Task details: Copy out each line from the material where the word "contains" is found.
━━━━━ Given records ━━━━━
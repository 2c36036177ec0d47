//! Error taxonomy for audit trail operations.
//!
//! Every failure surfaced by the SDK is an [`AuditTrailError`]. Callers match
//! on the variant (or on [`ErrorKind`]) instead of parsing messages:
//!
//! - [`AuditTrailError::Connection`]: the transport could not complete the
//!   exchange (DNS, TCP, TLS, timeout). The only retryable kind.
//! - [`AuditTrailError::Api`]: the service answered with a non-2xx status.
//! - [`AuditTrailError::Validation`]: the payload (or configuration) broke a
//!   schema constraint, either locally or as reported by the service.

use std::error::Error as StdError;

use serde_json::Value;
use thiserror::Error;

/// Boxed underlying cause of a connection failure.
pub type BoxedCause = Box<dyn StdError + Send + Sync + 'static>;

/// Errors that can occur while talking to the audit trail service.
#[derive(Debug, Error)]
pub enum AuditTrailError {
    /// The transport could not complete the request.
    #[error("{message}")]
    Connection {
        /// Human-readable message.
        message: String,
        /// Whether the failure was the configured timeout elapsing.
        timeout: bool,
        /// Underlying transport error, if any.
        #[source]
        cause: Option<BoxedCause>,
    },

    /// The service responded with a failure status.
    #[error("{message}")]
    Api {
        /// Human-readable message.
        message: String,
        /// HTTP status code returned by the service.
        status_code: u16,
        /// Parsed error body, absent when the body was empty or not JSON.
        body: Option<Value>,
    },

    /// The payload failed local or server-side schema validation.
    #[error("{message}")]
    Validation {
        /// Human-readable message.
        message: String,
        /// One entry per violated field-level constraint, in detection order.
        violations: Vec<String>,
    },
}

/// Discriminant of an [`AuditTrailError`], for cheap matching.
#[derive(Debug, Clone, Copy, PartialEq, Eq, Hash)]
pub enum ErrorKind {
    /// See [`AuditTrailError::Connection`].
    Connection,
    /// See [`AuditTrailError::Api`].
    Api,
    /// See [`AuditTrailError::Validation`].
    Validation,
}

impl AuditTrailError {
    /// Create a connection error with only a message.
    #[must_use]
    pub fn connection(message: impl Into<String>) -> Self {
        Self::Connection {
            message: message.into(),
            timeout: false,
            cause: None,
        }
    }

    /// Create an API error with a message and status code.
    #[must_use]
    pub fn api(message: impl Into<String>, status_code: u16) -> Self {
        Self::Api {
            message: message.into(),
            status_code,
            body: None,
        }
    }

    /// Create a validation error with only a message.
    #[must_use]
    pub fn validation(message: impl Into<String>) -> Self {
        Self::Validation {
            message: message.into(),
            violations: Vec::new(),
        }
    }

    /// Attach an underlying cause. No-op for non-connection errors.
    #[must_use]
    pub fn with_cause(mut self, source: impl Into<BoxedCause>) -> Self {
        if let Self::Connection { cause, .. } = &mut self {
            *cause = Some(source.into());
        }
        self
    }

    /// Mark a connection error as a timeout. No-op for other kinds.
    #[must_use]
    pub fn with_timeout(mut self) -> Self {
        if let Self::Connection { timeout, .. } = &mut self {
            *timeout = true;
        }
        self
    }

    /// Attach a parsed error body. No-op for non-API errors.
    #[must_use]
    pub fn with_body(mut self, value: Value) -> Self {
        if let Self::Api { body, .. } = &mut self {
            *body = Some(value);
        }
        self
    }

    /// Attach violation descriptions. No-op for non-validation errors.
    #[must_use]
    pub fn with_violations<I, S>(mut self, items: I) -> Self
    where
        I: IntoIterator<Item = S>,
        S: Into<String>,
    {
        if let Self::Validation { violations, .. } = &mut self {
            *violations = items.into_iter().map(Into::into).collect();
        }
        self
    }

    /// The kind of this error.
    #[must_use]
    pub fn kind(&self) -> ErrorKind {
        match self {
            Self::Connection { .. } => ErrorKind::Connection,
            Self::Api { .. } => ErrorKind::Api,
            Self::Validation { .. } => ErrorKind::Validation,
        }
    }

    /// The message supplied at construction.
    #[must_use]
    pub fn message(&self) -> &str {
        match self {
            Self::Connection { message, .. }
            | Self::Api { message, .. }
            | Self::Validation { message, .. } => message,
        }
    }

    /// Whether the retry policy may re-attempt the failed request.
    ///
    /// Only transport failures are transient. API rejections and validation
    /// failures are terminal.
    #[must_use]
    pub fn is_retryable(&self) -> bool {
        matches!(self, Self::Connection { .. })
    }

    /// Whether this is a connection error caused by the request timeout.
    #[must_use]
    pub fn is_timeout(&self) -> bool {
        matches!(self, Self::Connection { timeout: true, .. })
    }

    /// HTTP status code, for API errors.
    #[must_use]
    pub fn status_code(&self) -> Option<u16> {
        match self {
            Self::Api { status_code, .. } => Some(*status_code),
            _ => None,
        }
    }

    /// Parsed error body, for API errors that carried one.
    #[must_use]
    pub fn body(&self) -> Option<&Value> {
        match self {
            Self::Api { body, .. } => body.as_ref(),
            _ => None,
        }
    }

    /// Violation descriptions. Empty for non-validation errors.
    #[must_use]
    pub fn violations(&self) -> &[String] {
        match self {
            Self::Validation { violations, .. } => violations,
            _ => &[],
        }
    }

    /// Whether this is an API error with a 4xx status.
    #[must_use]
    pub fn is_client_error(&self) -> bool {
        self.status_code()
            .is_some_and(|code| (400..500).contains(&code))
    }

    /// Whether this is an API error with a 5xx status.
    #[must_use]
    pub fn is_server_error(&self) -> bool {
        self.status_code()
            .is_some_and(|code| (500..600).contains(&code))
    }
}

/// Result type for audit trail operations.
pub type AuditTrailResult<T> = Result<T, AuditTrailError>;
━━━━━
Result of this task:
            .is_some_and(|code| (400..500).contains(&code))
            .is_some_and(|code| (500..600).contains(&code))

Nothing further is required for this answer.